In particular, Partition made the long-maintained seclusion of daughters unsustainable, and young people – especially those who stayed in the camps for months or years – struck up liaisons and affairs. Social workers arranged abortions for women, some of whom had been assaulted during the Partition violence or molested in the camps, but some of whom had illicit affairs and consensual relationships facilitated by the extreme and unusual conditions of the time. Despite all this, refugees started the long journey to recovery and adjusted to their new lives – that would never be the same again.
* * *
Begum Anis Kidwai was forty-five years old in 1947 and had, until that year, lived the genteel life of a woman born into a privileged and political North Indian family. The family staunchly backed the Congress, and her brother-in-law was a leading Congress politician. They moved in a broad social circle, were friendly with the Nehrus, and the extended family lived in a rambling house around a courtyard in the heart of the city of Lucknow. Kidwai opposed the Muslim League and she had worked for the Congress in the 1946 elections. In the autumn months of 1947 her life changed for ever as the violence of Partition started to surround her. Stuck in Lucknow, in September she started to worry intensely about her husband, Shafi, who was working in another part of the country, in the hills of Mussoorie, several hours away. As a civil servant he was charged with running the local municipal board, a run-of-the-mill post in the civil service which would normally have involved dealing with problems of sanitation and food supply. But conditions in Mussoorie were deteriorating and his letters, which were still arriving in the post, were beginning to show the signs of strain in the town. He was due back in Lucknow towards the end of September but postponed his return. He had started working with the Punjabi refugees who poured into the hill station, needing relief and shelter.

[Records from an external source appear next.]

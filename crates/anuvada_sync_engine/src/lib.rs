//! # Anuvada Sync Engine
//!
//! Fetch lifecycle coordination for Anuvada segment records.
//!
//! This crate provides:
//! - `SyncEngine` — issues fetch-lifecycle events against a `SegmentStore`
//! - A stale-resolution guard: responses for superseded requests are dropped
//! - Retry expressed as visible refetches with exponential backoff
//! - `SegmentTransport` abstraction with mock and HTTP implementations
//!
//! ## Architecture
//!
//! The engine wraps the pure store in a **request / resolve** cycle:
//! 1. Dispatch `RequestStarted` and remember the request generation.
//! 2. Fetch through the transport.
//! 3. If a newer request was issued meanwhile, drop the resolution;
//!    otherwise dispatch `RequestSucceeded` or `RequestFailed`.
//!
//! All asynchrony lives in the host that calls the engine; the engine itself
//! runs each load to completion on the caller's thread.
//!
//! ## Key invariants
//!
//! - At most one resolution is dispatched per admitted request
//! - A resolution for a superseded request never reaches the store
//! - Edits are admitted only while the record is loaded (strict mode)
//! - Retries are never hidden: every attempt is a fresh `RequestStarted`

#![deny(unsafe_code)]
#![warn(missing_docs)]

mod config;
mod engine;
mod error;
mod http;
mod transport;

pub use config::{RetryConfig, SyncConfig};
pub use engine::SyncEngine;
pub use error::{SyncError, SyncResult};
pub use http::{HttpClient, HttpTransport, LoopbackClient};
pub use transport::{MockTransport, SegmentTransport};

Before long, attacks on the local Muslim population in Mussoorie started. ‘While I am writing to you,’ Shafi wrote to his wife, a few days later, ‘I hear the din of the populace down below, the sounds of firing and the shrieks and wails of the victims. Houses and shops are on fire, shops are being looted and the police is watching the spectacle. This is happening in broad daylight.’ Soon he was informing her that the telegraph lines had been cut. ‘Both the telephone and telegraph are useless.’ In Lucknow, meanwhile, Anis Kidwai fretted about her husband's security, and agonised about whether to try and catch a train to go and join him.